_Your instructions_:
Please copy each line from the entries that contains the string "server".

_Stored data_:
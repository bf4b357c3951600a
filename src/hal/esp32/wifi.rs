//! WiFi connection management for ESP32-C3.
//!
//! Provides synchronous WiFi station mode connection using esp-idf-svc.
//!
//! # Example
//!
//! ```ignore
//! use rs_reps::hal::esp32::Esp32Wifi;
//! use rs_reps::config::WifiConfig;
//!
//! let config = WifiConfig::default()
//!     .with_ssid("MyNetwork")
//!     .with_password("secret123");
//!
//! let wifi = Esp32Wifi::new(modem, sysloop, nvs, &config)?;
//! // Connected; the configuration page is reachable at this address
//! log::info!("IP: {:?}", wifi.ip_addr());
//! ```

use crate::config::{WifiConfig, MAX_SSID_LEN};
use anyhow::anyhow;
use esp_idf_hal::modem::Modem;
use esp_idf_svc::eventloop::EspSystemEventLoop;
use esp_idf_svc::nvs::EspDefaultNvsPartition;
use esp_idf_svc::wifi::{BlockingWifi, ClientConfiguration, Configuration, EspWifi};
use std::net::Ipv4Addr;

/// WiFi connection manager for ESP32.
///
/// Manages a station-mode WiFi connection. The connection is established
/// during construction and maintained for the lifetime of this struct.
pub struct Esp32Wifi<'a> {
    wifi: BlockingWifi<EspWifi<'a>>,
}

impl<'a> Esp32Wifi<'a> {
    /// Create a new WiFi connection.
    ///
    /// This will:
    /// 1. Initialize the WiFi driver
    /// 2. Configure station mode with the provided credentials
    /// 3. Connect to the access point
    /// 4. Wait for DHCP to assign an IP address
    ///
    /// # Errors
    ///
    /// Returns an error if:
    /// - WiFi initialization fails
    /// - Connection to AP fails
    /// - DHCP times out
    pub fn new(
        modem: Modem,
        sysloop: EspSystemEventLoop,
        nvs: Option<EspDefaultNvsPartition>,
        config: &WifiConfig,
    ) -> anyhow::Result<Self> {
        let esp_wifi = EspWifi::new(modem, sysloop.clone(), nvs)?;
        let mut wifi = BlockingWifi::wrap(esp_wifi, sysloop)?;

        // Configure station mode
        let ssid = config.ssid.as_str();
        let password = config.password.as_str();

        // Create heapless strings for esp-idf; an SSID cut to empty would
        // silently join the wrong network
        let mut ssid_buf: heapless::String<MAX_SSID_LEN> = heapless::String::new();
        ssid_buf
            .push_str(ssid)
            .map_err(|_| anyhow!("SSID is {} bytes, limit is {}", ssid.len(), MAX_SSID_LEN))?;

        let mut pass_buf: heapless::String<64> = heapless::String::new();
        pass_buf
            .push_str(password)
            .map_err(|_| anyhow!("WiFi password longer than 64 bytes"))?;

        wifi.set_configuration(&Configuration::Client(ClientConfiguration {
            ssid: ssid_buf,
            password: pass_buf,
            ..Default::default()
        }))?;

        log::info!("WiFi starting");
        wifi.start()?;

        log::info!("WiFi connecting to '{}'", ssid);
        let mut attempt: u32 = 0;
        while let Err(e) = wifi.connect() {
            attempt += 1;
            // max_retries of 0 means keep trying
            if config.max_retries != 0 && attempt > config.max_retries as u32 {
                return Err(e.into());
            }
            log::warn!("WiFi connect attempt {} failed: {}", attempt, e);
        }

        log::info!("WiFi waiting for DHCP");
        wifi.wait_netif_up()?;

        match wifi.wifi().sta_netif().get_ip_info() {
            Ok(ip_info) => log::info!("WiFi connected, config page at http://{}/", ip_info.ip),
            Err(e) => log::warn!("WiFi connected but IP lookup failed: {}", e),
        }

        Ok(Self { wifi })
    }

    /// Get the current IP address, if connected.
    pub fn ip_addr(&self) -> Option<Ipv4Addr> {
        self.wifi
            .wifi()
            .sta_netif()
            .get_ip_info()
            .ok()
            .map(|info| info.ip)
    }

    /// Check if WiFi is connected.
    pub fn is_connected(&self) -> bool {
        self.wifi.is_connected().unwrap_or(false)
    }

    /// Reconnect after the access point dropped us.
    ///
    /// The device loop keeps running offline; call this periodically when
    /// [`is_connected`](Self::is_connected) goes false.
    pub fn reconnect(&mut self) -> anyhow::Result<()> {
        log::info!("WiFi reconnecting");
        self.wifi.connect()?;
        self.wifi.wait_netif_up()?;
        Ok(())
    }
}
//! State shared between the web server and the device loop.
//!
//! The web server never touches the controller. It only drops a whole
//! validated [`WorkoutPlan`] into an inbox; the loop takes it at the start of
//! its next iteration and publishes a [`WorkoutState`] snapshot back for the
//! status endpoint.
//!
//! # Example
//!
//! ```ignore
//! use std::sync::Arc;
//! use rs_reps::services::SharedDeviceState;
//!
//! let shared = Arc::new(SharedDeviceState::new());
//!
//! // Web handler
//! shared.submit_plan(plan);
//!
//! // Device loop
//! let report = device.poll(shared.take_plan());
//! shared.publish_state(report.state);
//! ```

use std::sync::{Arc, Mutex, MutexGuard, PoisonError};

use crate::session::WorkoutState;
use crate::workout::WorkoutPlan;

// ============================================================================
// Plan Inbox Trait
// ============================================================================

/// Access the web handlers need to the running device.
///
/// This abstraction allows the same handler logic to sit on top of different
/// state sharing strategies.
pub trait PlanInbox: Send + Sync {
    /// Hand a validated plan to the device loop, replacing any plan not yet
    /// picked up.
    fn submit_plan(&self, plan: WorkoutPlan);

    /// Latest state published by the device loop.
    fn snapshot(&self) -> WorkoutState;
}

// ============================================================================
// Shared Device State
// ============================================================================

/// Plan inbox plus the last published state snapshot.
///
/// The two halves have separate locks so a slow status request never delays
/// a submission.
#[derive(Debug, Default)]
pub struct SharedDeviceState {
    inbox: Mutex<Option<WorkoutPlan>>,
    snapshot: Mutex<WorkoutState>,
}

impl SharedDeviceState {
    /// Create an empty inbox with a default snapshot.
    pub fn new() -> Self {
        Self::default()
    }

    /// Store a plan for the loop. A plan not yet taken is replaced.
    pub fn submit_plan(&self, plan: WorkoutPlan) {
        *lock(&self.inbox) = Some(plan);
    }

    /// Take the pending plan, leaving the inbox empty.
    pub fn take_plan(&self) -> Option<WorkoutPlan> {
        lock(&self.inbox).take()
    }

    /// Whether a plan is waiting to be picked up.
    pub fn has_pending_plan(&self) -> bool {
        lock(&self.inbox).is_some()
    }

    /// Publish the loop's latest state.
    pub fn publish_state(&self, state: WorkoutState) {
        *lock(&self.snapshot) = state;
    }

    /// Latest published state.
    pub fn state(&self) -> WorkoutState {
        lock(&self.snapshot).clone()
    }
}

/// A panicked holder cannot leave a half-written plan or snapshot behind, so
/// a poisoned lock is still safe to use.
fn lock<T>(mutex: &Mutex<T>) -> MutexGuard<'_, T> {
    mutex.lock().unwrap_or_else(PoisonError::into_inner)
}

impl PlanInbox for SharedDeviceState {
    fn submit_plan(&self, plan: WorkoutPlan) {
        SharedDeviceState::submit_plan(self, plan);
    }

    fn snapshot(&self) -> WorkoutState {
        self.state()
    }
}

impl<T: PlanInbox + ?Sized> PlanInbox for Arc<T> {
    fn submit_plan(&self, plan: WorkoutPlan) {
        (**self).submit_plan(plan);
    }

    fn snapshot(&self) -> WorkoutState {
        (**self).snapshot()
    }
}

#[cfg(test)]
mod tests {
    use super::*;
    use crate::session::Mode;
    use crate::workout::{ExerciseSpec, ExerciseType};

    fn plan(sets: u8) -> WorkoutPlan {
        let spec = ExerciseSpec::new(ExerciseType::Squat, sets, 10, 60).unwrap();
        WorkoutPlan::new([spec.clone(), spec.clone(), spec])
    }

    #[test]
    fn inbox_starts_empty() {
        let shared = SharedDeviceState::new();
        assert!(!shared.has_pending_plan());
        assert!(shared.take_plan().is_none());
    }

    #[test]
    fn take_empties_inbox() {
        let shared = SharedDeviceState::new();
        shared.submit_plan(plan(3));
        assert!(shared.has_pending_plan());
        assert_eq!(shared.take_plan().map(|p| p[0].sets), Some(3));
        assert!(shared.take_plan().is_none());
    }

    #[test]
    fn later_submission_replaces_pending() {
        let shared = SharedDeviceState::new();
        shared.submit_plan(plan(3));
        shared.submit_plan(plan(5));
        assert_eq!(shared.take_plan().map(|p| p[0].sets), Some(5));
    }

    #[test]
    fn snapshot_round_trip() {
        let shared = Arc::new(SharedDeviceState::new());
        assert_eq!(shared.snapshot().mode, Mode::StepCounting);

        shared.publish_state(WorkoutState {
            mode: Mode::Resting,
            steps: 42,
            ..Default::default()
        });
        let state = PlanInbox::snapshot(&shared);
        assert_eq!(state.mode, Mode::Resting);
        assert_eq!(state.steps, 42);
    }

    #[test]
    fn shared_across_threads() {
        let shared = Arc::new(SharedDeviceState::new());
        let web = Arc::clone(&shared);
        std::thread::spawn(move || web.submit_plan(plan(2)))
            .join()
            .unwrap();
        assert!(shared.take_plan().is_some());
    }
}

_Finished task_:
//! State shared between the web server and the device loop.
//! The web server never touches the controller. It only drops a whole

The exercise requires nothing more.